Total Calories Are More Important Than Fat
According to the National Academy of Sports Medicine, body fat reduction is achieved by total calories, not the amount of fat burned. Your body draws on calories from fat, carbohydrates and protein to meet its energy needs. The amount of calories the body will use from each of these nutrients depends on which of the body’s four energy systems it is using at the time. The body’s fat-burning system, aerobic lipolysis, is the slowest of all. This means your body will go through other sources of energy before it will tap into fat.
Fat Burning Is More Like After-burn
Because the body takes so long to get to fat, you actually cannot rely on it to burn fat during exercise. The reactions taking place after you exercise launch the attacks on your body fat. According to Dr. John Hussman, of Hussman Fitness, if you exercise at an intensity so great that you burn through your body’s other preferred fuel sources during your workout, your body will begin to mobilize fat afterward to continue taking care of all of its energy needs. It can go on burning fat for energy for up to 21 hours after your workout.
Foods Don’t Really Burn Fat
Ignore the claims that eating certain food will “turn on” your body’s fat-burning system. Generally, these diet plans work temporarily by severely limiting the total calories you eat, but in the long run are not sustainable. Burning through the food you eat, in the process called thermogenesis, however, will burn calories.

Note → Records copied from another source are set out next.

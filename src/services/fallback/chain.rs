//! Provider Fallback Chain
//!
//! Drives the cascade across registered providers. Providers are attempted
//! strictly one after another in priority order (a caller-preferred provider
//! first), each under its own hard timeout. A provider is attempted at most
//! once per cascade: quota and rate-limit signals move on immediately, and no
//! other failure kind is retried either.

use serde::{Deserialize, Serialize};
use std::sync::Arc;
use std::time::Instant;
use thiserror::Error;
use tracing::{debug, error, info, warn};

use suite_gateway_core::{ExecutionContext, RequestContext};
use suite_gateway_llm::{
    CanonicalMessage, CompletionOptions, FailureKind, GatewayMetadata, GatewayResult, LlmError,
    LlmResult,
};

use super::circuit_breaker::CircuitBreaker;
use super::credentials::CredentialResolver;
use super::rate_limit::RateLimiter;
use super::registry::{ProviderRegistry, RegistryEntry};

/// Why one provider did not answer.
#[derive(Debug, Clone, PartialEq, Serialize, Deserialize)]
#[serde(rename_all = "camelCase")]
pub struct ProviderFailure {
    pub provider: String,
    pub kind: FailureKind,
    pub message: String,
    /// False when the provider was skipped without a network call
    pub attempted: bool,
}

impl ProviderFailure {
    fn skipped(provider: &str, kind: FailureKind, message: impl Into<String>) -> Self {
        Self {
            provider: provider.to_string(),
            kind,
            message: message.into(),
            attempted: false,
        }
    }
}

impl std::fmt::Display for ProviderFailure {
    fn fmt(&self, f: &mut std::fmt::Formatter<'_>) -> std::fmt::Result {
        write!(f, "{} [{}]: {}", self.provider, self.kind, self.message)
    }
}

/// Errors from cascade execution
#[derive(Debug, Clone, Error)]
pub enum CascadeError {
    /// Pre-flight: not a single provider has an API key
    #[error("No API credentials configured for any provider")]
    NoCredentials,

    #[error("All providers exhausted: {}", summarize(.failures))]
    AllProvidersExhausted { failures: Vec<ProviderFailure> },

    #[error("Provider '{0}' is not registered")]
    UnknownProvider(String),
}

fn summarize(failures: &[ProviderFailure]) -> String {
    if failures.is_empty() {
        return "no providers registered".to_string();
    }
    failures
        .iter()
        .map(|f| f.to_string())
        .collect::<Vec<_>>()
        .join("; ")
}

impl CascadeError {
    pub fn failures(&self) -> &[ProviderFailure] {
        match self {
            CascadeError::AllProvidersExhausted { failures } => failures,
            _ => &[],
        }
    }

    /// Failure kind that best describes the whole cascade to an end user.
    ///
    /// Only attempted providers count; quota beats rate limit beats timeout.
    pub fn dominant_kind(&self) -> Option<FailureKind> {
        let attempted: Vec<FailureKind> = self
            .failures()
            .iter()
            .filter(|f| f.attempted)
            .map(|f| f.kind)
            .collect();
        if attempted.is_empty() {
            return None;
        }
        if attempted.iter().all(|k| *k == FailureKind::TokenExhausted) {
            Some(FailureKind::TokenExhausted)
        } else if attempted.iter().any(|k| k.is_fast_fail()) {
            Some(FailureKind::RateLimited)
        } else if attempted.iter().all(|k| *k == FailureKind::Timeout) {
            Some(FailureKind::Timeout)
        } else {
            Some(FailureKind::ServiceUnavailable)
        }
    }
}

/// Result type for cascade operations
pub type CascadeResult<T> = Result<T, CascadeError>;

/// Record of a single provider attempt
#[derive(Debug, Clone, Serialize, Deserialize)]
pub struct FallbackAttempt {
    pub provider: String,
    pub success: bool,
    pub failure_kind: Option<FailureKind>,
    pub error_message: Option<String>,
    pub duration_ms: u64,
    /// RFC 3339 start time
    pub started_at: String,
}

impl FallbackAttempt {
    pub fn success(provider: impl Into<String>, duration_ms: u64) -> Self {
        Self {
            provider: provider.into(),
            success: true,
            failure_kind: None,
            error_message: None,
            duration_ms,
            started_at: chrono::Utc::now().to_rfc3339(),
        }
    }

    pub fn failure(
        provider: impl Into<String>,
        kind: FailureKind,
        error: impl Into<String>,
        duration_ms: u64,
    ) -> Self {
        Self {
            provider: provider.into(),
            success: false,
            failure_kind: Some(kind),
            error_message: Some(error.into()),
            duration_ms,
            started_at: chrono::Utc::now().to_rfc3339(),
        }
    }
}

/// Log of every attempt in one cascade
#[derive(Debug, Clone, Default, Serialize, Deserialize)]
pub struct FallbackExecutionLog {
    pub attempts: Vec<FallbackAttempt>,
    pub total_duration_ms: u64,
    pub successful_provider: Option<String>,
    pub overall_success: bool,
}

impl FallbackExecutionLog {
    pub fn new() -> Self {
        Self::default()
    }

    pub fn add_attempt(&mut self, attempt: FallbackAttempt) {
        self.total_duration_ms += attempt.duration_ms;
        if attempt.success {
            self.successful_provider = Some(attempt.provider.clone());
            self.overall_success = true;
        }
        self.attempts.push(attempt);
    }

    pub fn failed_attempts_count(&self) -> usize {
        self.attempts.iter().filter(|a| !a.success).count()
    }

    /// Providers in the order they were attempted
    pub fn attempted_providers(&self) -> Vec<&str> {
        self.attempts.iter().map(|a| a.provider.as_str()).collect()
    }
}

/// Provider fallback orchestrator.
///
/// Holds the process-wide provider state (registry flags, breaker counters,
/// rate windows). Construct one per process and share it behind an `Arc`.
pub struct FallbackOrchestrator {
    registry: Arc<ProviderRegistry>,
    breaker: Arc<CircuitBreaker>,
    limiter: RateLimiter,
    credentials: Arc<dyn CredentialResolver>,
}

impl FallbackOrchestrator {
    pub fn new(
        registry: Arc<ProviderRegistry>,
        breaker: Arc<CircuitBreaker>,
        limiter: RateLimiter,
        credentials: Arc<dyn CredentialResolver>,
    ) -> Self {
        Self {
            registry,
            breaker,
            limiter,
            credentials,
        }
    }

    pub fn registry(&self) -> &Arc<ProviderRegistry> {
        &self.registry
    }

    pub fn breaker(&self) -> &Arc<CircuitBreaker> {
        &self.breaker
    }

    /// Run the cascade. Fails only when every eligible provider failed, or
    /// pre-flight when no provider has credentials.
    pub async fn execute(
        &self,
        ctx: &RequestContext,
        messages: &[CanonicalMessage],
        options: &CompletionOptions,
    ) -> CascadeResult<(GatewayResult, FallbackExecutionLog)> {
        let start_time = Instant::now();
        let order: Vec<(&RegistryEntry, Option<String>)> = self
            .registry
            .ordered(options.prefer_provider.as_deref())
            .into_iter()
            .map(|entry| {
                let key = self.credentials.resolve(entry.descriptor(), ctx);
                (entry, key)
            })
            .collect();

        if order.iter().all(|(_, key)| key.is_none()) {
            error!(request_id = ctx.request_id(), "No provider has credentials configured");
            return Err(CascadeError::NoCredentials);
        }

        let mut log = FallbackExecutionLog::new();
        let mut failures = Vec::new();
        let mut attempted = 0usize;

        for (entry, key) in order {
            let name = entry.name();
            if options.is_excluded(name) {
                debug!(provider = name, "Skipping provider that fast-failed earlier in this request");
                failures.push(ProviderFailure::skipped(
                    name,
                    FailureKind::RateLimited,
                    "already fast-failed in this request",
                ));
                continue;
            }
            let Some(api_key) = key else {
                debug!(provider = name, "Skipping provider without credentials");
                failures.push(ProviderFailure::skipped(
                    name,
                    FailureKind::Authentication,
                    "no API key configured",
                ));
                continue;
            };
            if let Some(skip) = self.admission_failure(entry) {
                failures.push(skip);
                continue;
            }

            attempted += 1;
            info!(
                provider = name,
                attempt = attempted,
                request_id = ctx.request_id(),
                "Attempting provider"
            );
            let attempt_start = Instant::now();

            match self.attempt(entry, messages, options, &api_key).await {
                Ok(mut result) => {
                    let duration_ms = attempt_start.elapsed().as_millis() as u64;
                    self.breaker.record_success(name);
                    info!(provider = name, duration_ms, "Provider succeeded");
                    log.add_attempt(FallbackAttempt::success(name, duration_ms));
                    result.metadata = GatewayMetadata {
                        execution_time_ms: start_time.elapsed().as_millis() as u64,
                        request_id: ctx.request_id().to_string(),
                        fallback_attempt: attempted,
                    };
                    return Ok((result, log));
                }
                Err(err) => {
                    let duration_ms = attempt_start.elapsed().as_millis() as u64;
                    let failure = self.record_attempt_failure(name, &err);
                    log.add_attempt(FallbackAttempt::failure(
                        name,
                        failure.kind,
                        &failure.message,
                        duration_ms,
                    ));
                    failures.push(failure);
                }
            }
        }

        error!(
            request_id = ctx.request_id(),
            attempted,
            "All providers in the cascade failed"
        );
        Err(CascadeError::AllProvidersExhausted { failures })
    }

    /// Exactly one attempt against a named provider, through the same
    /// breaker, rate-limit, and credential gates as the cascade.
    pub async fn execute_single(
        &self,
        ctx: &RequestContext,
        provider: &str,
        messages: &[CanonicalMessage],
        options: &CompletionOptions,
    ) -> CascadeResult<GatewayResult> {
        let entry = self
            .registry
            .get(provider)
            .ok_or_else(|| CascadeError::UnknownProvider(provider.to_string()))?;
        if options.is_excluded(provider) {
            return Err(CascadeError::AllProvidersExhausted {
                failures: vec![ProviderFailure::skipped(
                    provider,
                    FailureKind::RateLimited,
                    "already fast-failed in this request",
                )],
            });
        }
        let Some(api_key) = self.credentials.resolve(entry.descriptor(), ctx) else {
            return Err(CascadeError::NoCredentials);
        };
        if let Some(skip) = self.admission_failure(entry) {
            return Err(CascadeError::AllProvidersExhausted {
                failures: vec![skip],
            });
        }

        let start_time = Instant::now();
        match self.attempt(entry, messages, options, &api_key).await {
            Ok(mut result) => {
                self.breaker.record_success(provider);
                result.metadata = GatewayMetadata {
                    execution_time_ms: start_time.elapsed().as_millis() as u64,
                    request_id: ctx.request_id().to_string(),
                    fallback_attempt: 1,
                };
                Ok(result)
            }
            Err(err) => Err(CascadeError::AllProvidersExhausted {
                failures: vec![self.record_attempt_failure(provider, &err)],
            }),
        }
    }

    /// Gates checked before spending a network call on a provider.
    fn admission_failure(&self, entry: &RegistryEntry) -> Option<ProviderFailure> {
        let name = entry.name();
        if !self.registry.is_available(name) {
            debug!(provider = name, "Skipping provider marked unavailable");
            return Some(ProviderFailure::skipped(
                name,
                FailureKind::TokenExhausted,
                "marked unavailable after token exhaustion",
            ));
        }
        if !self.breaker.is_available(name) {
            debug!(provider = name, "Skipping provider with open circuit");
            return Some(ProviderFailure::skipped(
                name,
                FailureKind::ServiceUnavailable,
                "circuit breaker open",
            ));
        }
        if !self
            .limiter
            .try_acquire(name, entry.descriptor().rate_limit_per_minute)
        {
            debug!(provider = name, "Skipping provider at its local rate limit");
            return Some(ProviderFailure::skipped(
                name,
                FailureKind::RateLimited,
                "local rate limit reached",
            ));
        }
        None
    }

    /// One call under the provider's hard timeout. A 2xx without usable
    /// content is a failure like any other.
    async fn attempt(
        &self,
        entry: &RegistryEntry,
        messages: &[CanonicalMessage],
        options: &CompletionOptions,
        api_key: &str,
    ) -> LlmResult<GatewayResult> {
        let descriptor = entry.descriptor();
        let call = entry.provider().complete(messages, options, api_key);
        match tokio::time::timeout(descriptor.timeout(), call).await {
            Ok(Ok(result)) if result.is_usable() => Ok(result),
            Ok(Ok(_)) => Err(LlmError::malformed(format!(
                "{} returned neither content nor tool calls",
                descriptor.name
            ))),
            Ok(Err(err)) => Err(err),
            Err(_) => Err(LlmError::Timeout {
                timeout_ms: descriptor.timeout_ms,
            }),
        }
    }

    fn record_attempt_failure(&self, provider: &str, err: &LlmError) -> ProviderFailure {
        let kind = err.kind();
        warn!(provider, kind = %kind, error = %err, "Provider failed");
        self.breaker.record_failure(provider);
        if kind == FailureKind::TokenExhausted {
            self.registry.mark_unavailable(provider);
        }
        if kind.is_fast_fail() {
            debug!(provider, "Fast-fail: moving to next provider without retry");
        }
        ProviderFailure {
            provider: provider.to_string(),
            kind,
            message: err.to_string(),
            attempted: true,
        }
    }
}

Storing, digesting, absorbing and transporting food account for about 10 percent of the calories your body burns each day, according to the Mayo Clinic website, and that percentage is nearly impossible to budge.
Hormones Influence Fat Burning
According to “You on a Diet,” hormones for the thyroid and adrenal glands affect your body’s fat-burning ability. Too little thyroid hormonal activity will slow down your metabolism. Chronic stress will cause the adrenal glands to overproduce cortisol, which will stress your kidneys, force you to retain salt and water and slow down fat metabolism. A blood test by your health care provider will tell you whether your hormones are in balance.